AT&T promised 7k new jobs to get tax break, cut 23k jobs instead - JaimeThompson
https://arstechnica.com/tech-policy/2019/05/att-promised-7000-new-jobs-to-get-tax-break-it-cut-23000-jobs-instead/
======
natpalmer1776
The main issue here is that AT&T employs a large workforce that is not
relevant to the current (Fiber) and upcoming (5G Cellular/WISP) service
technologies being rolled out en masse.

Which means as their legacy business units are retired or pulled back, they
are letting go numerous employees while simultaneously hiring a slightly
smaller number of more educated (up-to-date) workers to staff up their new
business units.

What we are seeing here is the decline of a historically booming industry
(linemen) as the overhead required to maintain these networks becomes more
specialized in nature and involves fewer people than before.

Now, the ethical strategy to mitigate impacting their historically loyal
workforce would be to re-train the copper linemen to work with the new
technologies.

The problem with this is that its' expensive.
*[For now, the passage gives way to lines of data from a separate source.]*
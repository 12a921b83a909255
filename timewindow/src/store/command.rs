// Licensed to the Apache Software Foundation (ASF) under one
// or more contributor license agreements.  See the NOTICE file
// distributed with this work for additional information
// regarding copyright ownership.  The ASF licenses this file
// to you under the Apache License, Version 2.0 (the
// "License"); you may not use this file except in compliance
// with the License.  You may obtain a copy of the License at
//
//   http://www.apache.org/licenses/LICENSE-2.0
//
// Unless required by applicable law or agreed to in writing,
// software distributed under the License is distributed on an
// "AS IS" BASIS, WITHOUT WARRANTIES OR CONDITIONS OF ANY
// KIND, either express or implied.  See the License for the
// specific language governing permissions and limitations
// under the License.

//! Key-level commands.
//!
//! Arguments are validated before any key is touched; an invalid argument fails the
//! whole call. Multi-key commands then return one reply per key. A key holding
//! another kind of value fails only its own reply. A corrupted sketch fails its
//! reply and ends the call, so later keys get no reply at all, while writes to
//! earlier keys stand.

use crate::error::Error;
use crate::error::ErrorKind;
use crate::store::Keyspace;
use crate::store::lookup;
use crate::store::lookup_or_create;
use crate::window::BucketInterval;
use crate::window::DEFAULT_NUM_BUCKETS;
use crate::window::HitOutcome;
use crate::window::WindowedCounter;
use crate::window::WindowedUniqueEstimator;

/// Event sent when [`hit`] or [`hit_expiring`] changes a counter.
pub const COUNTER_HIT_EVENT: &str = "tahit";
/// Event sent when [`unique_hit`] changes an estimator.
pub const UNIQUE_HIT_EVENT: &str = "tuhit";
/// Event sent when [`unique_bulk_hit`] changes an estimator.
pub const UNIQUE_BULK_HIT_EVENT: &str = "tuupdate";

/// Adds `amount` to the counter under each key and replies with its window sum.
pub fn hit<K, Key>(
    keyspace: &mut K,
    interval: i64,
    amount: i64,
    timestamp: i64,
    keys: &[Key],
) -> Result<Vec<Result<i64, Error>>, Error>
where
    K: Keyspace + ?Sized,
    Key: AsRef<[u8]>,
{
    let interval = BucketInterval::new(interval)?;
    let amount = bucket_amount(amount)?;
    Ok(keys
        .iter()
        .map(|key| {
            hit_counter(keyspace, interval, amount, timestamp, key.as_ref())
                .map(|outcome| outcome.total)
        })
        .collect())
}

/// Like [`hit`], and sets each changed key to expire once the whole window has
/// passed: at `timestamp + interval * N`.
pub fn hit_expiring<K, Key>(
    keyspace: &mut K,
    interval: i64,
    amount: i64,
    timestamp: i64,
    keys: &[Key],
) -> Result<Vec<Result<i64, Error>>, Error>
where
    K: Keyspace + ?Sized,
    Key: AsRef<[u8]>,
{
    let interval = BucketInterval::new(interval)?;
    let amount = bucket_amount(amount)?;
    let window = i64::from(interval.get()) * DEFAULT_NUM_BUCKETS as i64;
    let expire_at = timestamp.saturating_add(window);
    Ok(keys
        .iter()
        .map(|key| -> Result<i64, Error> {
            let key = key.as_ref();
            let outcome = hit_counter(keyspace, interval, amount, timestamp, key)?;
            if outcome.modified {
                keyspace.set_expire_at(key, expire_at);
            }
            Ok(outcome.total)
        })
        .collect())
}

/// Returns the window sum of the counter under `key` at `timestamp`.
pub fn calc<K>(keyspace: &K, timestamp: i64, key: &[u8]) -> Result<i64, Error>
where
    K: Keyspace + ?Sized,
{
    let counter = lookup::<WindowedCounter, _>(keyspace, key)?;
    Ok(counter.query(timestamp))
}

/// Adds `element` to the estimator under each key and replies with its window total.
pub fn unique_hit<K, Key>(
    keyspace: &mut K,
    interval: i64,
    element: &[u8],
    timestamp: i64,
    keys: &[Key],
) -> Result<Vec<Result<i64, Error>>, Error>
where
    K: Keyspace + ?Sized,
    Key: AsRef<[u8]>,
{
    let interval = BucketInterval::new(interval)?;
    Ok(until_corrupted(keys, |key| {
        let estimator = lookup_or_create::<WindowedUniqueEstimator, _>(keyspace, key, || {
            WindowedUniqueEstimator::new(timestamp)
        })?;
        let outcome = estimator.hit(interval, element, timestamp)?;
        notify_if_modified(keyspace, UNIQUE_HIT_EVENT, key, outcome);
        Ok(outcome.total)
    }))
}

/// Adds every NUL-delimited element of `elements` to the estimator under each key.
pub fn unique_bulk_hit<K, Key>(
    keyspace: &mut K,
    interval: i64,
    elements: &[u8],
    timestamp: i64,
    keys: &[Key],
) -> Result<Vec<Result<(), Error>>, Error>
where
    K: Keyspace + ?Sized,
    Key: AsRef<[u8]>,
{
    let interval = BucketInterval::new(interval)?;
    Ok(until_corrupted(keys, |key| {
        let estimator = lookup_or_create::<WindowedUniqueEstimator, _>(keyspace, key, || {
            WindowedUniqueEstimator::new(timestamp)
        })?;
        let outcome = estimator.bulk_hit(interval, elements, timestamp)?;
        notify_if_modified(keyspace, UNIQUE_BULK_HIT_EVENT, key, outcome);
        Ok(())
    }))
}

/// Returns the window total of the estimator under `key` at `timestamp`, and its
/// creation time.
///
/// The total is zero if the estimator was written with another interval.
pub fn unique_calc<K>(
    keyspace: &K,
    interval: i64,
    timestamp: i64,
    key: &[u8],
) -> Result<(i64, i64), Error>
where
    K: Keyspace + ?Sized,
{
    let interval = BucketInterval::new(interval)?;
    let estimator = lookup::<WindowedUniqueEstimator, _>(keyspace, key)?;
    if estimator.interval() != Some(interval) {
        return Ok((0, estimator.created_time()));
    }
    Ok(estimator.query(timestamp))
}

fn bucket_amount(amount: i64) -> Result<u32, Error> {
    u32::try_from(amount).map_err(|_| {
        Error::invalid_argument(format!("amount must be in 0..={}, got {amount}", u32::MAX))
    })
}

fn hit_counter<K>(
    keyspace: &mut K,
    interval: BucketInterval,
    amount: u32,
    timestamp: i64,
    key: &[u8],
) -> Result<HitOutcome, Error>
where
    K: Keyspace + ?Sized,
{
    let counter = lookup_or_create::<WindowedCounter, _>(keyspace, key, WindowedCounter::new)?;
    let outcome = counter.hit(interval, amount, timestamp);
    notify_if_modified(keyspace, COUNTER_HIT_EVENT, key, outcome);
    Ok(outcome)
}

fn notify_if_modified<K>(keyspace: &mut K, event: &'static str, key: &[u8], outcome: HitOutcome)
where
    K: Keyspace + ?Sized,
{
    if outcome.modified {
        keyspace.notify_modified(event, key);
    }
}

/// Runs `apply` on each key in order, stopping after the first corrupted sketch.
fn until_corrupted<Key, T>(
    keys: &[Key],
    mut apply: impl FnMut(&[u8]) -> Result<T, Error>,
) -> Vec<Result<T, Error>>
where
    Key: AsRef<[u8]>,
{
    let mut replies = Vec::with_capacity(keys.len());
    for key in keys {
        let reply = apply(key.as_ref());
        let corrupted = matches!(&reply, Err(err) if err.kind() == ErrorKind::CorruptedSketch);
        replies.push(reply);
        if corrupted {
            break;
        }
    }
    replies
}
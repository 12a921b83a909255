// Licensed to the Apache Software Foundation (ASF) under one
// or more contributor license agreements.  See the NOTICE file
// distributed with this work for additional information
// regarding copyright ownership.  The ASF licenses this file
// to you under the Apache License, Version 2.0 (the
// "License"); you may not use this file except in compliance
// with the License.  You may obtain a copy of the License at
//
//   http://www.apache.org/licenses/LICENSE-2.0
//
// Unless required by applicable law or agreed to in writing,
// software distributed under the License is distributed on an
// "AS IS" BASIS, WITHOUT WARRANTIES OR CONDITIONS OF ANY
// KIND, either express or implied.  See the License for the
// specific language governing permissions and limitations
// under the License.

use std::io;

/// A forward-only reader over a borrowed byte slice.
///
/// Every read returns `io::Result` so that call sites can attach a field tag with
/// [`insufficient_data`](super::assert::insufficient_data).
#[derive(Debug)]
pub(crate) struct SketchSlice<'a> {
    slice: &'a [u8],
    pos: usize,
}

impl<'a> SketchSlice<'a> {
    pub fn new(slice: &'a [u8]) -> Self {
        Self { slice, pos: 0 }
    }

    /// Number of unread bytes.
    pub fn remaining(&self) -> usize {
        self.slice.len() - self.pos
    }

    pub fn read_exact(&mut self, len: usize) -> io::Result<&'a [u8]> {
        if self.remaining() < len {
            return Err(io::Error::new(
                io::ErrorKind::UnexpectedEof,
                format!("need {len} bytes, {} left", self.remaining()),
            ));
        }
        let out = &self.slice[self.pos..self.pos + len];
        self.pos += len;
        Ok(out)
    }

    fn read_array<const N: usize>(&mut self) -> io::Result<[u8; N]> {
        let bytes = self.read_exact(N)?;
        let mut out = [0u8; N];
        out.copy_from_slice(bytes);
        Ok(out)
    }

    pub fn read_u32_le(&mut self) -> io::Result<u32> {
        self.read_array().map(u32::from_le_bytes)
    }

    pub fn read_i32_le(&mut self) -> io::Result<i32> {
        self.read_array().map(i32::from_le_bytes)
    }

    pub fn read_i64_le(&mut self) -> io::Result<i64> {
        self.read_array().map(i64::from_le_bytes)
    }
}

#[cfg(test)]
mod tests {
    use super::*;

    #[test]
    fn test_reads_advance_position() {
        let bytes = [7u8, 2, 0, 0, 0, 0xff, 0xff, 0xff, 0xff];
        let mut cursor = SketchSlice::new(&bytes);
        assert_eq!(cursor.read_exact(1).unwrap(), &[7u8]);
        assert_eq!(cursor.read_u32_le().unwrap(), 2);
        assert_eq!(cursor.read_i32_le().unwrap(), -1);
        assert_eq!(cursor.remaining(), 0);
    }

    #[test]
    fn test_short_read_fails_without_consuming() {
        let bytes = [1u8, 2, 3];
        let mut cursor = SketchSlice::new(&bytes);
        let err = cursor.read_u32_le().unwrap_err();
        assert_eq!(err.kind(), io::ErrorKind::UnexpectedEof);
        assert_eq!(cursor.remaining(), 3);
    }
}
Insanely expensive. The training
is made available to many of their current workers, in as many areas as
possible (where the skills will be relevant) however at the end of the day an
individual 'first-line' manager will not advocate for 64 year old Joe Schmoe
with average performance stats to get this expensive training if 24 year old
Billy Bob with a 'young man's' performance record is also asking to get
trained.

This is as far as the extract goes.